2018/09/07
三砂慶明 「読書室」主宰
『小学館の図鑑NEO イモムシとケムシ DVDつき チョウ・ガの幼虫図鑑』小学館
毎年、夏になると小学館から図鑑担当者に新作発表会のファックスが届きます。学習図鑑は書店にとっての主戦場のひとつで、児童書売上日本一の未来屋書店の売場をのぞくと、何があっても絶対に必ず切らさないぞ、という担当者の燃えるような熱意に打たれます。
大型書店でない限り、図鑑は頭の痛い商品で、大きくて重くて棚に出しづらく、恐竜や動物、危険生物といった、子どもたちを熱狂させる図鑑が中心になりがちですが、何気なく参加した新作発表会で衝撃の図鑑が紹介されました。

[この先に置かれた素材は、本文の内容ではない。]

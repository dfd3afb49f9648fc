use serde::{Deserialize, Serialize};
use std::path::{Path, PathBuf};

#[derive(Clone, Debug, PartialEq, Eq, Serialize, Deserialize)]
#[serde(rename_all = "camelCase")]
pub struct Line {
    pub index: usize,
    pub text: String,
    pub is_edited: bool,
}

impl Line {
    /// The text with `;` and `( ... )` comments removed.
    pub fn command(&self) -> String {
        strip_comments(&self.text)
    }

    pub fn is_executable(&self) -> bool {
        !self.command().is_empty()
    }
}

/// Remove `;` and `( ... )` comments and a bare `%` delimiter.
pub fn strip_comments(text: &str) -> String {
    let mut out = String::with_capacity(text.len());
    let mut depth = 0usize;
    for c in text.chars() {
        match c {
            ';' if depth == 0 => break,
            '(' => depth += 1,
            ')' if depth > 0 => depth -= 1,
            _ if depth == 0 => out.push(c),
            _ => {}
        }
    }
    let trimmed = out.trim();
    // Program delimiters
    if trimmed == "%" {
        return String::new();
    }
    trimmed.to_string()
}

/// One address word such as `X-1.5` or `G91`.
#[derive(Clone, Copy, Debug, PartialEq)]
pub struct Word {
    pub letter: char,
    pub value: f64,
}

/// Split a comment-free command into words. Tolerates missing spaces
/// (`G0X1Y2`) and ignores anything it cannot read.
pub fn words(command: &str) -> Vec<Word> {
    let chars: Vec<char> = command.chars().collect();
    let mut out = Vec::new();
    let mut i = 0;
    while i < chars.len() {
        let c = chars[i];
        if !c.is_ascii_alphabetic() {
            i += 1;
            continue;
        }
        let start = i + 1;
        let mut end = start;
        while end < chars.len() && chars[end] == ' ' {
            end += 1;
        }
        let num_start = end;
        while end < chars.len() && (chars[end].is_ascii_digit() || matches!(chars[end], '.' | '-' | '+')) {
            end += 1;
        }
        let number: String = chars[num_start..end].iter().collect();
        if let Ok(value) = number.parse::<f64>() {
            out.push(Word {
                letter: c.to_ascii_uppercase(),
                value,
            });
        }
        i = end.max(start);
    }
    out
}

#[derive(Clone, Copy, Debug, Default, PartialEq, Eq, Serialize)]
#[serde(rename_all = "camelCase")]
pub struct ProgramStats {
    pub total: usize,
    pub executable: usize,
    pub edited: usize,
}

#[derive(Clone, Debug, Default)]
pub struct Program {
    lines: Vec<Line>,
    path: Option<PathBuf>,
}

impl Program {
    pub fn parse(text: &str) -> Self {
        let lines = text
            .lines()
            .enumerate()
            .map(|(index, raw)| Line {
                index,
                text: raw.trim_end_matches('\r').to_string(),
                is_edited: false,
            })
            .collect();
        Self { lines, path: None }
    }

    pub fn load(path: &Path) -> std::io::Result<Self> {
        let text = std::fs::read_to_string(path)?;
        let mut program = Self::parse(&text);
        program.path = Some(path.to_path_buf());
        Ok(program)
    }

    /// Write the current texts, edits included.
    pub fn save(&self, path: &Path) -> std::io::Result<()> {
        let mut text = self
            .lines
            .iter()
            .map(|l| l.text.as_str())
            .collect::<Vec<_>>()
            .join("\n");
        text.push('\n');
        std::fs::write(path, text)
    }

    pub fn path(&self) -> Option<&Path> {
        self.path.as_deref()
    }

    pub fn len(&self) -> usize {
        self.lines.len()
    }

    pub fn is_empty(&self) -> bool {
        self.lines.is_empty()
    }

    pub fn get(&self, index: usize) -> Option<&Line> {
        self.lines.get(index)
    }

    pub fn lines(&self) -> &[Line] {
        &self.lines
    }

    /// Replace a line's text. Returns `false` if the index is out of range.
    pub fn edit(&mut self, index: usize, text: &str) -> bool {
        match self.lines.get_mut(index) {
            Some(line) => {
                line.text = text.to_string();
                line.is_edited = true;
                true
            }
            None => false,
        }
    }

    pub fn stats(&self) -> ProgramStats {
        ProgramStats {
            total: self.lines.len(),
            executable: self.lines.iter().filter(|l| l.is_executable()).count(),
            edited: self.lines.iter().filter(|l| l.is_edited).count(),
        }
    }
}

#[cfg(test)]
mod tests {
    use super::*;

    fn line(text: &str) -> Line {
        Line {
            index: 0,
            text: text.into(),
            is_edited: false,
        }
    }

    #[test]
    fn test_command_strips_comments() {
        assert_eq!(line("G0 X1 ; rapid").command(), "G0 X1");
        assert_eq!(line("G1 (MSG, cutting) Z-1 F200").command(), "G1  Z-1 F200");
        assert!(!line("(header)").is_executable());
        assert!(!line("   ").is_executable());
        assert!(!line("%").is_executable());
        assert!(line("M3 S1000").is_executable());
    }

    #[test]
    fn test_words() {
        let w = words("G0X1.5 y-2 Z +3");
        assert_eq!(
            w,
            vec![
                Word { letter: 'G', value: 0.0 },
                Word { letter: 'X', value: 1.5 },
                Word { letter: 'Y', value: -2.0 },
                Word { letter: 'Z', value: 3.0 },
            ]
        );
    }

    #[test]
    fn test_parse_edit_and_stats() {
        let mut program = Program::parse("G21\r\n(comment)\n\nG0 X1\n");
        assert_eq!(program.len(), 4);
        assert_eq!(program.get(0).unwrap().text, "G21");

        assert!(program.edit(3, "G0 X2"));
        assert!(!program.edit(9, "G0"));
        assert_eq!(
            program.stats(),
            ProgramStats { total: 4, executable: 2, edited: 1 }
        );
    }

    #[test]
    fn test_save_round_trip() {
        let dir = tempfile::tempdir().unwrap();
        let path = dir.path().join("part.nc");
        let mut program = Program::parse("G21\nG0 X1");
        program.edit(1, "G0 X5");
        program.save(&path).unwrap();

        let loaded = Program::load(&path).unwrap();
        assert_eq!(loaded.get(1).unwrap().text, "G0 X5");
        assert_eq!(loaded.path(), Some(path.as_path()));
    }
}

『小学館の図鑑NEO イモムシとケムシ DVDつき チョウ・ガの幼虫図鑑』には、ロケットのように糞を飛ばすイモムシ、音を出すイモムシ、擬態するイモムシなど、約1100種類のイモムシとケムシが、これでもかと紹介されています。
3年の歳月をかけ、実際に飼育しながら、1000種以上もの生きている幼虫を探し出して撮影を行うという尋常ではない熱量で作り上げられたこの図鑑は、子ども向けでありながら専門書にも引けを取らない情報量で、親の知的好奇心をも満たしてくれることは間違いないでしょう。
しかしながら、この図鑑の魅力を知れば知るほど脳裏をよぎるのは、それにしてもなぜイモムシなのか、という問いです。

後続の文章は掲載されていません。